Dagli insulti alla pubblicazione non autorizzata di foto: sono molte le forme di violenza di cui si può rimanere vittime. Ma quando si subisce un reato nella piazza virtuale, è bene reagire come se si fosse a casa

di

Fiorenza Sarzanini

Insulti, raffica di messaggi aggressivi, pubblicazione di foto non autorizzate: nel mondo dei social capita sempre più spesso di rimanere vittime di vere e proprie forme di violenza verbale che fa presto a trasformarsi in violenza psicologica. Ecco perché è importante denunciare, segnalare, chiedere a chi si occupa di sicurezza di intervenire.

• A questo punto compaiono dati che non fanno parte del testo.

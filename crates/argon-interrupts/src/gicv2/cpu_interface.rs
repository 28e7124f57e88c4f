//! Physical processor interface block (`GICC_*`), banked per processor.
//!
//! Implements the acknowledge / end-of-interrupt protocol, the running
//! priority used for preemption, and the service chain that lets nested
//! interrupts complete out of order.

use super::{
    Gicv2, COMPONENT_ID, CTLR_ENABLE, IDLE_PRIORITY, INTERFACE_IIDR, MAX_CPU, NUM_SGI,
    SPURIOUS_IRQ,
};

pub(crate) const GICC_CTLR: u64 = 0x000;
pub(crate) const GICC_PMR: u64 = 0x004;
pub(crate) const GICC_BPR: u64 = 0x008;
pub(crate) const GICC_IAR: u64 = 0x00C;
pub(crate) const GICC_EOIR: u64 = 0x010;
pub(crate) const GICC_RPR: u64 = 0x014;
pub(crate) const GICC_HPPIR: u64 = 0x018;
pub(crate) const GICC_ABPR: u64 = 0x01C;
pub(crate) const GICC_APR: u64 = 0x0D0;
pub(crate) const GICC_IIDR: u64 = 0x0FC;
pub(crate) const GICC_CIDR: u64 = 0xFF0;
pub(crate) const GICC_DIR: u64 = 0x1000;

#[derive(Debug)]
pub(crate) struct CpuInterface {
    pub ctlr: [u32; MAX_CPU],
    pub pmr: [u32; MAX_CPU],
    pub bpr: [u32; MAX_CPU],
    /// Running priority: the priority of the interrupt being serviced, or
    /// [`IDLE_PRIORITY`] when none is. Only strictly higher (numerically
    /// lower) candidates assert the line.
    pub rpr: [u32; MAX_CPU],
    /// Highest-priority pending id, refreshed by every arbitration pass.
    pub hppir: [u16; MAX_CPU],
    pub apr: [u32; MAX_CPU],
    pub dir: [u32; MAX_CPU],
    /// Id currently being serviced per processor.
    pub current: [u16; MAX_CPU],
    /// Per id and processor: the id service returns to when this one
    /// completes. Together with `current` this forms the service chain that
    /// out-of-order completion splices out of.
    pub resume: Vec<[u16; MAX_CPU]>,
}

impl CpuInterface {
    pub fn new(num_irqs: u16) -> Self {
        Self {
            ctlr: [0; MAX_CPU],
            pmr: [0; MAX_CPU],
            bpr: [0; MAX_CPU],
            rpr: [IDLE_PRIORITY; MAX_CPU],
            hppir: [SPURIOUS_IRQ; MAX_CPU],
            apr: [0; MAX_CPU],
            dir: [0; MAX_CPU],
            current: [SPURIOUS_IRQ; MAX_CPU],
            resume: vec![[SPURIOUS_IRQ; MAX_CPU]; num_irqs as usize],
        }
    }

    pub fn reset(&mut self) {
        let num_irqs = self.resume.len() as u16;
        *self = Self::new(num_irqs);
    }
}

impl Gicv2 {
    pub fn cpuif_read(&mut self, cpu: usize, offset: u64) -> u32 {
        let cpu = self.check_cpu(cpu);
        match offset {
            GICC_CTLR => self.cpuif.ctlr[cpu],
            GICC_PMR => self.cpuif.pmr[cpu],
            // The aliased binary point register shares storage with BPR.
            GICC_BPR | GICC_ABPR => self.cpuif.bpr[cpu],
            GICC_IAR => self.acknowledge(cpu),
            GICC_EOIR => {
                log::warn!("invalid read of end-of-interrupt register");
                0
            }
            GICC_RPR => self.cpuif.rpr[cpu],
            GICC_HPPIR => self.cpuif.hppir[cpu] as u32,
            GICC_APR => self.cpuif.apr[cpu],
            GICC_IIDR => INTERFACE_IIDR,
            GICC_CIDR..=0xFFC => {
                let byte = (offset - GICC_CIDR) / 4;
                (COMPONENT_ID >> (byte * 8)) & 0xFF
            }
            GICC_DIR => self.cpuif.dir[cpu],
            _ => {
                log::warn!("read of unknown cpu interface register at offset {offset:#x}");
                0
            }
        }
    }

    pub fn cpuif_write(&mut self, cpu: usize, offset: u64, value: u32) {
        let cpu = self.check_cpu(cpu);
        match offset {
            GICC_CTLR => {
                self.cpuif.ctlr[cpu] = value & CTLR_ENABLE;
            }
            GICC_PMR => {
                self.cpuif.pmr[cpu] = value & 0xFF;
            }
            GICC_BPR | GICC_ABPR => {
                self.cpuif.bpr[cpu] = value & 0x7;
            }
            GICC_IAR => {
                log::warn!("invalid write to interrupt acknowledge register");
                return;
            }
            GICC_EOIR => {
                self.end_of_interrupt(cpu, value);
                return; // refreshes the outputs itself
            }
            GICC_APR => {
                self.cpuif.apr[cpu] = value;
            }
            GICC_DIR => {
                self.cpuif.dir[cpu] = value;
            }
            GICC_RPR | GICC_HPPIR | GICC_IIDR | GICC_CIDR..=0xFFC => {} // read-only
            _ => {
                log::warn!("write to unknown cpu interface register at offset {offset:#x}");
                return;
            }
        }
        self.update(false);
    }

    /// `GICC_IAR` read: claims the highest-priority pending interrupt.
    ///
    /// Returns the interrupt id, with the requesting processor id in bits
    /// [12:10] for SGIs. Returns [`SPURIOUS_IRQ`] without side effects when
    /// nothing eligible is pending.
    fn acknowledge(&mut self, cpu: usize) -> u32 {
        let irq = self.cpuif.hppir[cpu];
        if irq == SPURIOUS_IRQ {
            return SPURIOUS_IRQ as u32;
        }
        // The candidate may have been computed before the running priority
        // rose; re-check instead of handing out a non-preempting id.
        if self.get_irq_priority(cpu, irq) as u32 >= self.cpuif.rpr[cpu] {
            return SPURIOUS_IRQ as u32;
        }

        let mask = self.ack_mask(cpu, irq);
        let ack = if irq < NUM_SGI {
            let sources = self.sgi_sources(cpu, irq);
            let src = if sources == 0 {
                log::warn!("sgi {irq} pending without a requesting processor");
                0
            } else {
                sources.trailing_zeros() as u8
            };
            self.clear_sgi_source(cpu, irq, src);
            if self.sgi_sources(cpu, irq) == 0 {
                self.set_irq_pending(irq, false, mask);
            }
            ((src as u32 & 0x7) << 10) | irq as u32
        } else {
            self.set_irq_pending(irq, false, mask);
            irq as u32
        };

        // Push the interrupted service onto the chain, then make this id the
        // one being serviced.
        self.cpuif.resume[irq as usize][cpu] = self.cpuif.current[cpu];
        self.set_current(cpu, irq);
        self.set_irq_active(irq, true, mask);
        self.set_irq_signaled(irq, true, mask);
        self.update(false);
        ack
    }

    /// `GICC_EOIR` write: completes service of an interrupt.
    ///
    /// Completing the one currently being serviced resumes its predecessor
    /// on the chain. Completing any other in-service id splices it out of
    /// the chain without changing the running priority.
    fn end_of_interrupt(&mut self, cpu: usize, value: u32) {
        let current = self.cpuif.current[cpu];
        if current == SPURIOUS_IRQ {
            log::warn!("end of interrupt with no interrupt in service");
            return;
        }
        let irq = (value & 0x3FF) as u16;
        if irq >= self.num_irqs {
            log::warn!("end of interrupt for invalid irq {irq} ignored");
            return;
        }

        if irq == current {
            let resume = self.cpuif.resume[irq as usize][cpu];
            self.set_current(cpu, resume);
            let mask = self.ack_mask(cpu, irq);
            self.set_irq_active(irq, false, mask);
        } else {
            // Walk the chain from the head looking for the entry that
            // resumes to `irq` and bridge over it.
            let mut iter = current;
            loop {
                let next = self.cpuif.resume[iter as usize][cpu];
                if next == irq {
                    self.cpuif.resume[iter as usize][cpu] =
                        self.cpuif.resume[irq as usize][cpu];
                    break;
                }
                if next == SPURIOUS_IRQ {
                    log::debug!("end of interrupt for irq {irq} not in service");
                    break;
                }
                iter = next;
            }
        }
        self.update(false);
    }

    fn set_current(&mut self, cpu: usize, irq: u16) {
        self.cpuif.current[cpu] = irq;
        self.cpuif.rpr[cpu] = if irq == SPURIOUS_IRQ {
            IDLE_PRIORITY
        } else {
            self.get_irq_priority(cpu, irq) as u32
        };
    }
}

#[cfg(test)]
mod tests {
    use super::*;
    use crate::gicv2::distributor::{GICD_CTLR, GICD_IPRIORITYR, GICD_ISENABLER, GICD_SGIR};
    use crate::gicv2::{GicConfig, Gicv2};

    fn gic(num_cpus: usize) -> Gicv2 {
        let mut gic = Gicv2::new(GicConfig {
            num_cpus,
            num_spis: 64,
        });
        gic.distif_write(0, GICD_CTLR, 1);
        for cpu in 0..num_cpus {
            gic.cpuif_write(cpu, GICC_CTLR, 1);
            gic.cpuif_write(cpu, GICC_PMR, 0xFF);
        }
        gic
    }

    fn raise_spi(gic: &mut Gicv2, irq: u16, prio: u8, targets: u32) {
        let word = GICD_ISENABLER + 4 * (irq as u64 / 32);
        gic.distif_write(0, word, 1 << (irq % 32));

        // Priority and target words are shared by four lines each; merge the
        // new byte instead of wiping the neighbors.
        let shift = (irq as u32 % 4) * 8;
        let prio_reg = GICD_IPRIORITYR + (irq as u64 / 4) * 4;
        let merged = (gic.distif_read(0, prio_reg) & !(0xFF << shift)) | ((prio as u32) << shift);
        gic.distif_write(0, prio_reg, merged);
        let target_reg = 0x800 + (irq as u64 / 4) * 4;
        let merged = (gic.distif_read(0, target_reg) & !(0xFF << shift)) | (targets << shift);
        gic.distif_write(0, target_reg, merged);

        gic.set_spi_level(irq, true);
        gic.set_spi_level(irq, false);
    }

    #[test]
    fn acknowledge_claims_and_activates() {
        let mut gic = gic(1);
        raise_spi(&mut gic, 40, 0x20, 0x01);
        assert!(gic.irq_asserted(0));
        assert_eq!(gic.cpuif_read(0, GICC_HPPIR), 40);

        assert_eq!(gic.cpuif_read(0, GICC_IAR), 40);
        assert!(gic.is_irq_active(40, 1));
        assert!(!gic.is_irq_pending(40, 1));
        assert_eq!(gic.cpuif_read(0, GICC_RPR), 0x20);
        assert!(!gic.irq_asserted(0));

        gic.cpuif_write(0, GICC_EOIR, 40);
        assert!(!gic.is_irq_active(40, 1));
        assert_eq!(gic.cpuif_read(0, GICC_RPR), IDLE_PRIORITY);
    }

    #[test]
    fn acknowledge_without_pending_is_spurious() {
        let mut gic = gic(1);
        assert_eq!(gic.cpuif_read(0, GICC_IAR), SPURIOUS_IRQ as u32);
    }

    #[test]
    fn priority_mask_gates_acknowledge() {
        let mut gic = gic(1);
        raise_spi(&mut gic, 40, 0x80, 0x01);
        gic.cpuif_write(0, GICC_PMR, 0x80);
        assert!(!gic.irq_asserted(0));
        assert_eq!(gic.cpuif_read(0, GICC_IAR), SPURIOUS_IRQ as u32);
        assert!(gic.is_irq_pending(40, 1));
    }

    #[test]
    fn higher_priority_interrupt_preempts() {
        let mut gic = gic(1);
        raise_spi(&mut gic, 40, 0x40, 0x01);
        assert_eq!(gic.cpuif_read(0, GICC_IAR), 40);

        // An equal-priority candidate may not preempt.
        raise_spi(&mut gic, 41, 0x40, 0x01);
        assert!(!gic.irq_asserted(0));

        raise_spi(&mut gic, 42, 0x10, 0x01);
        assert!(gic.irq_asserted(0));
        assert_eq!(gic.cpuif_read(0, GICC_IAR), 42);
        assert_eq!(gic.cpuif_read(0, GICC_RPR), 0x10);

        // Completing the nested interrupt resumes the interrupted one.
        gic.cpuif_write(0, GICC_EOIR, 42);
        assert_eq!(gic.cpuif_read(0, GICC_RPR), 0x40);
        gic.cpuif_write(0, GICC_EOIR, 40);
        assert_eq!(gic.cpuif_read(0, GICC_RPR), IDLE_PRIORITY);

        // Now the equal-priority one gets its turn.
        assert_eq!(gic.cpuif_read(0, GICC_IAR), 41);
    }

    #[test]
    fn out_of_order_completion_splices_the_chain() {
        let mut gic = gic(1);
        raise_spi(&mut gic, 40, 0x60, 0x01);
        assert_eq!(gic.cpuif_read(0, GICC_IAR), 40);
        raise_spi(&mut gic, 41, 0x40, 0x01);
        assert_eq!(gic.cpuif_read(0, GICC_IAR), 41);
        raise_spi(&mut gic, 42, 0x20, 0x01);
        assert_eq!(gic.cpuif_read(0, GICC_IAR), 42);

        // Complete the middle of the chain first: running priority stays at
        // the innermost level.
        gic.cpuif_write(0, GICC_EOIR, 41);
        assert_eq!(gic.cpuif_read(0, GICC_RPR), 0x20);

        // Completing the innermost now resumes 40 directly.
        gic.cpuif_write(0, GICC_EOIR, 42);
        assert_eq!(gic.cpuif_read(0, GICC_RPR), 0x60);
        gic.cpuif_write(0, GICC_EOIR, 40);
        assert_eq!(gic.cpuif_read(0, GICC_RPR), IDLE_PRIORITY);
    }

    #[test]
    fn eoi_without_service_is_ignored() {
        let mut gic = gic(1);
        gic.cpuif_write(0, GICC_EOIR, 40);
        assert_eq!(gic.cpuif_read(0, GICC_RPR), IDLE_PRIORITY);
    }

    #[test]
    fn sgi_acknowledge_reports_source_and_drains_per_source() {
        let mut gic = gic(4);
        // Processors 1 and 3 both signal SGI 2 at processor 0.
        gic.distif_write(1, GICD_SGIR, (0b0001 << 16) | 2);
        gic.distif_write(3, GICD_SGIR, (0b0001 << 16) | 2);

        let ack = gic.cpuif_read(0, GICC_IAR);
        assert_eq!(ack & 0x3FF, 2);
        assert_eq!((ack >> 10) & 0x7, 1); // lowest source first
        gic.cpuif_write(0, GICC_EOIR, ack & 0x3FF);

        // Still pending for the second source.
        assert!(gic.is_irq_pending(2, 1 << 0));
        let ack = gic.cpuif_read(0, GICC_IAR);
        assert_eq!((ack >> 10) & 0x7, 3);
        gic.cpuif_write(0, GICC_EOIR, ack & 0x3FF);
        assert!(!gic.is_irq_pending(2, 1 << 0));
    }

    #[test]
    fn banked_interfaces_are_independent() {
        let mut gic = gic(2);
        raise_spi(&mut gic, 40, 0x30, 0b11);
        assert!(gic.irq_asserted(0));
        assert!(gic.irq_asserted(1));

        // Each targeted processor services its own instance of the line.
        assert_eq!(gic.cpuif_read(1, GICC_IAR), 40);
        assert!(!gic.irq_asserted(1));
        assert!(gic.irq_asserted(0));
        assert_eq!(gic.cpuif_read(0, GICC_IAR), 40);
        assert_eq!(gic.cpuif_read(0, GICC_RPR), 0x30);
        assert_eq!(gic.cpuif_read(1, GICC_RPR), 0x30);
    }
}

Ivano Gabrielli, capo della polizia postale, è uno dei massimi esperti di questo settore. E non lascia spazio a equivoci: «I reati d’odio non possono essere sottovalutati né ricondotti a mere manifestazioni di intolleranza. Segnalare tempestivamente tali episodi alle Forze di polizia è fondamentale, poiché tali condotte possono rappresentare importanti indicatori di fenomeni criminali più gravi e complessi, talvolta connessi a dinamiche di radicalizzazione, discriminazione o violenza. Denunciare significa non soltanto tutelare le vittime, ma anche consentire alle istituzioni di intervenire precocemente, prevenire possibili escalation e rafforzare la sicurezza dell’intera collettività».